Your answer should consist of each line below that includes the word "Panda".

[Collected data entries]
################

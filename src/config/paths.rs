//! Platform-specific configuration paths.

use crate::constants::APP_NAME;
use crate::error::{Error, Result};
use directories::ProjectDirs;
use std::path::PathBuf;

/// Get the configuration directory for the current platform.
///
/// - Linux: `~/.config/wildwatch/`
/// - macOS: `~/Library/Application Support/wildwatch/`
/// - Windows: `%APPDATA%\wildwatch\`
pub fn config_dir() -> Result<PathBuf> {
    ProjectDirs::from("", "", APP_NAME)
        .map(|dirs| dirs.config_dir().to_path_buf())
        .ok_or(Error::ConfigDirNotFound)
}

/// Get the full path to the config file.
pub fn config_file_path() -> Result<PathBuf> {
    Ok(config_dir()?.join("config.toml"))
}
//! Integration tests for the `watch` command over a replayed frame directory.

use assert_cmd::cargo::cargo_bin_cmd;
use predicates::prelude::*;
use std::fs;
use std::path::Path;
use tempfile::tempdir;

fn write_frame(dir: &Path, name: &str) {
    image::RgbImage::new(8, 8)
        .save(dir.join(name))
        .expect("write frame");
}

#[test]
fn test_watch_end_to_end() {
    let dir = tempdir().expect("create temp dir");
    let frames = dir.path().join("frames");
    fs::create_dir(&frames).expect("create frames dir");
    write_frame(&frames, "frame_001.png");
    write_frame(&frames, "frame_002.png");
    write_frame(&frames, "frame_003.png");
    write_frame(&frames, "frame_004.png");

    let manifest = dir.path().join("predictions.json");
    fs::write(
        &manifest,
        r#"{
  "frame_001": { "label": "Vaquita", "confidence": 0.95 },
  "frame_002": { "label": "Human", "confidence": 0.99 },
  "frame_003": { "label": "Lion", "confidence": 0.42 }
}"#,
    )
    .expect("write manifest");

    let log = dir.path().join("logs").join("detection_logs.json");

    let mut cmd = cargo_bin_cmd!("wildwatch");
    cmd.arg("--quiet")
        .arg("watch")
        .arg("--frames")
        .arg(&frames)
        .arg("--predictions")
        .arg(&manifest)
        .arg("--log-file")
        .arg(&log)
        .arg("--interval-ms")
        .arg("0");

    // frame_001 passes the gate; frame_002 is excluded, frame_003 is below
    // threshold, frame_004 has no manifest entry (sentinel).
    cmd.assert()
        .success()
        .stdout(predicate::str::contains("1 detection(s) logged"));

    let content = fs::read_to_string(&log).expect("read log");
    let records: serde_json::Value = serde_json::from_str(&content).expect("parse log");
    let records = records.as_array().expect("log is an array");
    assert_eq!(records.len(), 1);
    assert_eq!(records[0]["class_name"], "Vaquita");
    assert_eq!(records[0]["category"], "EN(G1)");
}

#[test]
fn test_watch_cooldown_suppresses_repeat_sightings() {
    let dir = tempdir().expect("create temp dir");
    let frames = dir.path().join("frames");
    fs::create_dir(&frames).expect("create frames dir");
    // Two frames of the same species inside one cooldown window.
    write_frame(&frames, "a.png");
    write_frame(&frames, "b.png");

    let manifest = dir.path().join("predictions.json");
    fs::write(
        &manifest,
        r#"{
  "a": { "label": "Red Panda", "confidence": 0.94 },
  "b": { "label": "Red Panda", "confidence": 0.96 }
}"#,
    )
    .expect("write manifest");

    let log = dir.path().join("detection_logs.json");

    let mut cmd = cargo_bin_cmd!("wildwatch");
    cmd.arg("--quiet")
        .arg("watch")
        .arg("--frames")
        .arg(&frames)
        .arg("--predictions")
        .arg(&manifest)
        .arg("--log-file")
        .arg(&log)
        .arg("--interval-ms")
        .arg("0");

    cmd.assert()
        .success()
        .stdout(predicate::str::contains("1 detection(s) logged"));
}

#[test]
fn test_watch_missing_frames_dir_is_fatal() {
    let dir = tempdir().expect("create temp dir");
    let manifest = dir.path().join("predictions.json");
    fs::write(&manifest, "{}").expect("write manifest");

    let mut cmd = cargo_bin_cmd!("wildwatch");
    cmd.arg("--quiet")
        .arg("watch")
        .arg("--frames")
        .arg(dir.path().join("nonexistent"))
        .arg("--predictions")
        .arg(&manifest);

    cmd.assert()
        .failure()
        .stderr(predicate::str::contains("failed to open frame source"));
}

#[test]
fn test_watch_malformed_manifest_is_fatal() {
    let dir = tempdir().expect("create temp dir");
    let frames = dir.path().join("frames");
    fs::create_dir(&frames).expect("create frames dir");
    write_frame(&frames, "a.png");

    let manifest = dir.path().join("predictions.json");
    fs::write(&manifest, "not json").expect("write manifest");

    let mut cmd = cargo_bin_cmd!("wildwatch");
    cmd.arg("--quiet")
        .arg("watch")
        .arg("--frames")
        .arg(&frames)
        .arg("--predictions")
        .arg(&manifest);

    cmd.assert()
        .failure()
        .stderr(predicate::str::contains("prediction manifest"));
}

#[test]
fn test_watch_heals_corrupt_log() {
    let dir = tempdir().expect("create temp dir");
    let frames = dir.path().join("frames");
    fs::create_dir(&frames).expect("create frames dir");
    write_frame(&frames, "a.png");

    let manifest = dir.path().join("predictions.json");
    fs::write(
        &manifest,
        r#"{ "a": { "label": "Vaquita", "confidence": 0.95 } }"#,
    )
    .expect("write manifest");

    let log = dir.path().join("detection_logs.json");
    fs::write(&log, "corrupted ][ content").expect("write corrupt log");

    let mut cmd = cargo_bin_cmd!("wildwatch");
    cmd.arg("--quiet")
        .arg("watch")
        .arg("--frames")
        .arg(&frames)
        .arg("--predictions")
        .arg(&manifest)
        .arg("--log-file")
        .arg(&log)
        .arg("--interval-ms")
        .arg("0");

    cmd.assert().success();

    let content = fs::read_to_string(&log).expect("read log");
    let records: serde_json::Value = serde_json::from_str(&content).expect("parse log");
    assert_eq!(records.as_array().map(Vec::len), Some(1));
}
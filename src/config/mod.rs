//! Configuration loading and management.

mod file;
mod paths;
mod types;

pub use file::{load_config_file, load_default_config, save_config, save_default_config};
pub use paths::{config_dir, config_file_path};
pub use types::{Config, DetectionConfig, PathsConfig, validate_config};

################

Exercise result:
  "a": { "label": "Red Panda", "confidence": 0.94 },
  "b": { "label": "Red Panda", "confidence": 0.96 }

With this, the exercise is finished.